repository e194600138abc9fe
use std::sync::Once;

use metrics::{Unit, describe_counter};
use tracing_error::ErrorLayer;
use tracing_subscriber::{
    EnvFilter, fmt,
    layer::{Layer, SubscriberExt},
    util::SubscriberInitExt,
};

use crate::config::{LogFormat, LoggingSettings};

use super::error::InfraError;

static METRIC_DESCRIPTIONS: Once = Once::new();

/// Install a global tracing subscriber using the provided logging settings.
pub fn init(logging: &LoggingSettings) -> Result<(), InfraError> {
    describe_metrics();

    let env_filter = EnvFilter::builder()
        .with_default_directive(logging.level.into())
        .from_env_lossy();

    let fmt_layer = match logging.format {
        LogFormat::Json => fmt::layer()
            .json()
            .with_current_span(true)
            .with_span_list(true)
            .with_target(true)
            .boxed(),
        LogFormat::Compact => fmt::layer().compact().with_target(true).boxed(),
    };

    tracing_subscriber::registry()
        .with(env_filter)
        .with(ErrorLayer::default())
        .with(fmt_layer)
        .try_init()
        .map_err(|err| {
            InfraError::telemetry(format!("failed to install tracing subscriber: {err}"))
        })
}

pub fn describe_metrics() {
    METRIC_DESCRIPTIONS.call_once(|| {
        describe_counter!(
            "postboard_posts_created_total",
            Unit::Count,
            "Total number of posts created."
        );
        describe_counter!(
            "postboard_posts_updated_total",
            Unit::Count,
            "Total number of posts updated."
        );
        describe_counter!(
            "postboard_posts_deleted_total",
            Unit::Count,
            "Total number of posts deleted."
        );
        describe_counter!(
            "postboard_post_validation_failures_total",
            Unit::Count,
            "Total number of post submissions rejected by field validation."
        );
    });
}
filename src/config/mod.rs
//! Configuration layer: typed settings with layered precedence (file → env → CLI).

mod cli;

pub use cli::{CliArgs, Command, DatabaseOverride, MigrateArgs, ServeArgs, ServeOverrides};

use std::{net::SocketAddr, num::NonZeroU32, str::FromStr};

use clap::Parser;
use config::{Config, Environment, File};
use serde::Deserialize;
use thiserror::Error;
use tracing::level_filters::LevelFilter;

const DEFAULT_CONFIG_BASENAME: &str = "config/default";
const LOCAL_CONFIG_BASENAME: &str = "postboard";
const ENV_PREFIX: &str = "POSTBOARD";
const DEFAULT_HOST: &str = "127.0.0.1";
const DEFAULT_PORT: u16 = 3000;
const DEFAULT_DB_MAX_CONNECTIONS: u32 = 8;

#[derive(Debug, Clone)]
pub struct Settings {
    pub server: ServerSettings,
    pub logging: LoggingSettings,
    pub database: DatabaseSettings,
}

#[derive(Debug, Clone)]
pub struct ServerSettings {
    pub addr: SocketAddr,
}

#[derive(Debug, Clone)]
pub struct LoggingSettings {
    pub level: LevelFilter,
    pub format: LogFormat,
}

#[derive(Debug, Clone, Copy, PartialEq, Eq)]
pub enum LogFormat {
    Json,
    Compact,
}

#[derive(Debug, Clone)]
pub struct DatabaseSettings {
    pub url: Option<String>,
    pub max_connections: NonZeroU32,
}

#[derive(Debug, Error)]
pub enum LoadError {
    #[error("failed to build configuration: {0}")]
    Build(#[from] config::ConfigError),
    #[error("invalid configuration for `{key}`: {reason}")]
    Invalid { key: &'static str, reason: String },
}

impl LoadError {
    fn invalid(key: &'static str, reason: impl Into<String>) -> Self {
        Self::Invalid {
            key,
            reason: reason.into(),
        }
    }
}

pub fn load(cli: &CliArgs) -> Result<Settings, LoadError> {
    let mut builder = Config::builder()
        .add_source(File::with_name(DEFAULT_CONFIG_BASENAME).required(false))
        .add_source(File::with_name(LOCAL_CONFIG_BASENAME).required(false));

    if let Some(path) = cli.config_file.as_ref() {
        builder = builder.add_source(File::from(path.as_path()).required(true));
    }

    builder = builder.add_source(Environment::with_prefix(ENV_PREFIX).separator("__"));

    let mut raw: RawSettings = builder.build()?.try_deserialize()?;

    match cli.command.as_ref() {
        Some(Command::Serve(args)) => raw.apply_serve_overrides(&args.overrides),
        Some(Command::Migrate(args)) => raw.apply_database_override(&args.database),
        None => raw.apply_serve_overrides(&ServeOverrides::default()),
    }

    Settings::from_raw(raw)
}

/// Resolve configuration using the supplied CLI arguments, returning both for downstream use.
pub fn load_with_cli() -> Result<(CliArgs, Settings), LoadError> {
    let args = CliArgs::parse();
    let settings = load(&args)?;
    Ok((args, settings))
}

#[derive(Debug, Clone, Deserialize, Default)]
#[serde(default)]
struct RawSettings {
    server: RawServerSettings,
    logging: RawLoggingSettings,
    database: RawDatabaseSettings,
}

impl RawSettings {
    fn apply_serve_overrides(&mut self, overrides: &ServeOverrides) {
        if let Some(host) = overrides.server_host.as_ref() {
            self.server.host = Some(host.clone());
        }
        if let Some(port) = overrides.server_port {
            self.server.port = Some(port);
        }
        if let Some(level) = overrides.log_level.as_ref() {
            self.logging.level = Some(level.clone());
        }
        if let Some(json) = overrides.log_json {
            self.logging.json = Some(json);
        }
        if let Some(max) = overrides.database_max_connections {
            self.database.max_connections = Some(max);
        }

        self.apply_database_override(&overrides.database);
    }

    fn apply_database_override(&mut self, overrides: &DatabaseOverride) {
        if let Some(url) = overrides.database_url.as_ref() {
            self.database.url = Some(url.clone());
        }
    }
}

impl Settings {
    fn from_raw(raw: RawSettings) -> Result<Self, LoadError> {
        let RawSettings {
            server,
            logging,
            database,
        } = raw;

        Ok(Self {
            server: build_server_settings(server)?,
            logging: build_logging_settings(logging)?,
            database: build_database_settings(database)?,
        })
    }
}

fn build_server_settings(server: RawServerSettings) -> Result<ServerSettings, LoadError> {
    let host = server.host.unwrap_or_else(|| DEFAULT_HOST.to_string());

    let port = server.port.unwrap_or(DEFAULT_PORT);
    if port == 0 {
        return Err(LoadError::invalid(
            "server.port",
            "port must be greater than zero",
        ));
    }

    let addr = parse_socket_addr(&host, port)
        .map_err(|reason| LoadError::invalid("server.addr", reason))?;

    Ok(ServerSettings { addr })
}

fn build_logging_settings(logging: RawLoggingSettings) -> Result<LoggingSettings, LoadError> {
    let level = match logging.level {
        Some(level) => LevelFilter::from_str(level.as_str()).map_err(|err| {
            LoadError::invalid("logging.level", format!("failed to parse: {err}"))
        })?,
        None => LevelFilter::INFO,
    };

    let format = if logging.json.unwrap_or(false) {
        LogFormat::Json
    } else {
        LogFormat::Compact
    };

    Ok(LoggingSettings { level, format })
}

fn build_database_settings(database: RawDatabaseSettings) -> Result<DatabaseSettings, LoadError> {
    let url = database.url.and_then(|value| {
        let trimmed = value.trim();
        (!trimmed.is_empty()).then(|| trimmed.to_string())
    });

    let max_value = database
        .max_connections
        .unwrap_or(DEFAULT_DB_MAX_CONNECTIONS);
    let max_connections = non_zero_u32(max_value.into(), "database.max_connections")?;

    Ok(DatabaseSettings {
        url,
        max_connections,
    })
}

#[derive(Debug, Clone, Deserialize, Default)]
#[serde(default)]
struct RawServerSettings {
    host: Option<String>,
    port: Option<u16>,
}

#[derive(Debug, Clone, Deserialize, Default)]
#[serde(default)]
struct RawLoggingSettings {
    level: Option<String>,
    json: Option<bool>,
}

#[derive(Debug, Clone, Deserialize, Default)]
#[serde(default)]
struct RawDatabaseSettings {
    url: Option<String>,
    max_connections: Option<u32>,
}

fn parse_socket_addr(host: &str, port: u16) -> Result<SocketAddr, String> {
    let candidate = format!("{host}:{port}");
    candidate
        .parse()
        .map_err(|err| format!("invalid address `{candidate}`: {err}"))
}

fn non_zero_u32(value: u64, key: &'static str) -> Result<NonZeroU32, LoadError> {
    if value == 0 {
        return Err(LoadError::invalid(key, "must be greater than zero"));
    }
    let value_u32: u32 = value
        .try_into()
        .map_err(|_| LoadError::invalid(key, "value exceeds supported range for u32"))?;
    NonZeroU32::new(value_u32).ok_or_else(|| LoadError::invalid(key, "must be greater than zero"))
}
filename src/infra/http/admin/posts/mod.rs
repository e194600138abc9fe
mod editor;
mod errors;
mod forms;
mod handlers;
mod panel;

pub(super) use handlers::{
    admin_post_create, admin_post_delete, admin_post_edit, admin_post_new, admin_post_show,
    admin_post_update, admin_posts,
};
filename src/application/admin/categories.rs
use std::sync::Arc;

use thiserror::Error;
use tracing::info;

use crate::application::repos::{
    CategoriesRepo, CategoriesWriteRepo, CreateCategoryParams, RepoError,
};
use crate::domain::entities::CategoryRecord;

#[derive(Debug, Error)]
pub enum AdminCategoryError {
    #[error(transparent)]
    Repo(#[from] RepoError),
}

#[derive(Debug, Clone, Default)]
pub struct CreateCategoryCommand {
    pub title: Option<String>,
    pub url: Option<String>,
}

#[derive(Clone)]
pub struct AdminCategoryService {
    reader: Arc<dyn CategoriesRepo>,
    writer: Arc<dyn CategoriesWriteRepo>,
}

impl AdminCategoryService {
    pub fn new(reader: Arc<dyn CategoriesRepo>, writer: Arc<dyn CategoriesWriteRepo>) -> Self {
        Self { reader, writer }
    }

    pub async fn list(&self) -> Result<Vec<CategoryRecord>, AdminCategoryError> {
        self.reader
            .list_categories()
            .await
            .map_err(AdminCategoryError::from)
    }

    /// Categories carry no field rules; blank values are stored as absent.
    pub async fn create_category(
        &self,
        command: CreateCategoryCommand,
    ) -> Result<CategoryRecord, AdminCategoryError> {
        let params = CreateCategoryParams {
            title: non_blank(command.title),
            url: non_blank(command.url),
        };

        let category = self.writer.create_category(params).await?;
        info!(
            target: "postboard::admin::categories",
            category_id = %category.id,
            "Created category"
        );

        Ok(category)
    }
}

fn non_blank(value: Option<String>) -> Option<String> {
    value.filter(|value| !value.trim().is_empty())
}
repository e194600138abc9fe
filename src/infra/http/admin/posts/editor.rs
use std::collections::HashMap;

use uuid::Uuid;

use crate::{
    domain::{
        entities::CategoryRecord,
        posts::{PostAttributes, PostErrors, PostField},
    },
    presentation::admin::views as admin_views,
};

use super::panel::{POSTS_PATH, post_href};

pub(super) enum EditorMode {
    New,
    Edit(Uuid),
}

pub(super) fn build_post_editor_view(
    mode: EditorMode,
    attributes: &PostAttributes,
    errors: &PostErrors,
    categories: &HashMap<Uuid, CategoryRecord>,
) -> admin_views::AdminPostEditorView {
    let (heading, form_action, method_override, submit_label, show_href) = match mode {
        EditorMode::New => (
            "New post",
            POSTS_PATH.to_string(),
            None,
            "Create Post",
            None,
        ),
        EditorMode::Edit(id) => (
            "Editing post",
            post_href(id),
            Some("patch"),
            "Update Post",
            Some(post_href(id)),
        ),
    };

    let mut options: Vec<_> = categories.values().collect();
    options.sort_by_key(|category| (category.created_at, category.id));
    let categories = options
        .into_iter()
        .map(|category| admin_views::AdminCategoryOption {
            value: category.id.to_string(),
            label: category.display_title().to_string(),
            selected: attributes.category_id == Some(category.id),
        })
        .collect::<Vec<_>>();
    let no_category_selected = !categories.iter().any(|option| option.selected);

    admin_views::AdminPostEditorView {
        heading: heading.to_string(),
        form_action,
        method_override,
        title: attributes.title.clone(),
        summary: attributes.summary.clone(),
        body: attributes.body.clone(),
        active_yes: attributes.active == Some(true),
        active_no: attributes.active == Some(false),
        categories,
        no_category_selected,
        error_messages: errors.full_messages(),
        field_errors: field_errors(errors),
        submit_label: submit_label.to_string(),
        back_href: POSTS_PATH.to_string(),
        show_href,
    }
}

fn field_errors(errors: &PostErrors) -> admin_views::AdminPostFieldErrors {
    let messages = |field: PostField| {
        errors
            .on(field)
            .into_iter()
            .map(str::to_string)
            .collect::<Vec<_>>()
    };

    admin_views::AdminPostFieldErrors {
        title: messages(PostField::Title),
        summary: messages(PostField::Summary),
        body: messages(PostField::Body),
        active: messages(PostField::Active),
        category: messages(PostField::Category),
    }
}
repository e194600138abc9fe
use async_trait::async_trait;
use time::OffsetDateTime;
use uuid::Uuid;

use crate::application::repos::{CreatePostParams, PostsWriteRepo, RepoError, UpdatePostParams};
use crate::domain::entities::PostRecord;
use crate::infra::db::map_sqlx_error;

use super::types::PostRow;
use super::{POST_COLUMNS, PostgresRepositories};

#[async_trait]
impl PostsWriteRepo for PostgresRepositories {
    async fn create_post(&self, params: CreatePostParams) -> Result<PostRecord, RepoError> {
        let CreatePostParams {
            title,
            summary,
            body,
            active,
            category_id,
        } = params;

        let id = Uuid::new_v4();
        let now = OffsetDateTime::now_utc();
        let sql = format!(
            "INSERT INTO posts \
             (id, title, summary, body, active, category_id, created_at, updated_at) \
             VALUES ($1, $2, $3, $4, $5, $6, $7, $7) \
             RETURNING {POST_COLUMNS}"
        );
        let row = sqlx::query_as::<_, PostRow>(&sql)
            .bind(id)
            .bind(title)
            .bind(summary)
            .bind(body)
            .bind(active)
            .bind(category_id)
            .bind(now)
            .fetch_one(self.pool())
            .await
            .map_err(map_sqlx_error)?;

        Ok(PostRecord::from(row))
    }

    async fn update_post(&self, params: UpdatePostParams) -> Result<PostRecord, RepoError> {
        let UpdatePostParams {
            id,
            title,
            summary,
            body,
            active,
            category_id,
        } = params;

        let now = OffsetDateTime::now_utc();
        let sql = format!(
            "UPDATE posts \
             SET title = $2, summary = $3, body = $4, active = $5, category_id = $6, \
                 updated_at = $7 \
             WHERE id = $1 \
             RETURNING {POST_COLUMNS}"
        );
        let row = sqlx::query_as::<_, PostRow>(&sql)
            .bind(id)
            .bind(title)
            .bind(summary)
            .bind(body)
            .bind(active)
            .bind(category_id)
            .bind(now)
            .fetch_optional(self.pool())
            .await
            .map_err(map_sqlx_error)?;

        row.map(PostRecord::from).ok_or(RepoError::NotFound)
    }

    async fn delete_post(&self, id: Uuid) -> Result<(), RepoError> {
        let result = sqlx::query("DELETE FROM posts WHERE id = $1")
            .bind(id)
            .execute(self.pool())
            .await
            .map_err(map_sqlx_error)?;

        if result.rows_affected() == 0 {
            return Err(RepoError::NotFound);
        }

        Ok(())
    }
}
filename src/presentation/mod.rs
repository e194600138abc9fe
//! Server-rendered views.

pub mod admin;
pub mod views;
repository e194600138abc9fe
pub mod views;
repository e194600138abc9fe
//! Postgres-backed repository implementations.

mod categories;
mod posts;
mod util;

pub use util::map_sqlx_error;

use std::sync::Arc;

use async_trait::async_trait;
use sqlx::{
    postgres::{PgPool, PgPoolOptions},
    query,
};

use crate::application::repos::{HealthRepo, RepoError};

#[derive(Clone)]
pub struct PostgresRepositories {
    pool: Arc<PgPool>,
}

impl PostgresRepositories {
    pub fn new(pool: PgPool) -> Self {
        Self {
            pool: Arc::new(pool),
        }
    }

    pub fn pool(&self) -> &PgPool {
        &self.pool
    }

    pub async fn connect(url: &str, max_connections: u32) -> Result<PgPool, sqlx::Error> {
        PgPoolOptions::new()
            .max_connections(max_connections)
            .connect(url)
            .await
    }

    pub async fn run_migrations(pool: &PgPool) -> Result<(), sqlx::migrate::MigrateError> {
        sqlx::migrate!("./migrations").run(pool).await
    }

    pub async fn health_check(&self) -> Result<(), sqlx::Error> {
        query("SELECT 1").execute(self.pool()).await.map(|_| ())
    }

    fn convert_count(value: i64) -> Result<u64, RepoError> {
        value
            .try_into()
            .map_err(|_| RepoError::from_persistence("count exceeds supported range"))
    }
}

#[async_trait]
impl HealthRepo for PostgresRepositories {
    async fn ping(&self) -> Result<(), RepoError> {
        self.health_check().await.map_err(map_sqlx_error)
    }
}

== == ==

• Problem description: Please go through the entries and show every line with the word "match".

• Reply to the exercise:
    let fmt_layer = match logging.format {
    match cli.command.as_ref() {
    let level = match logging.level {
    let (heading, form_action, method_override, submit_label, show_href) = match mode {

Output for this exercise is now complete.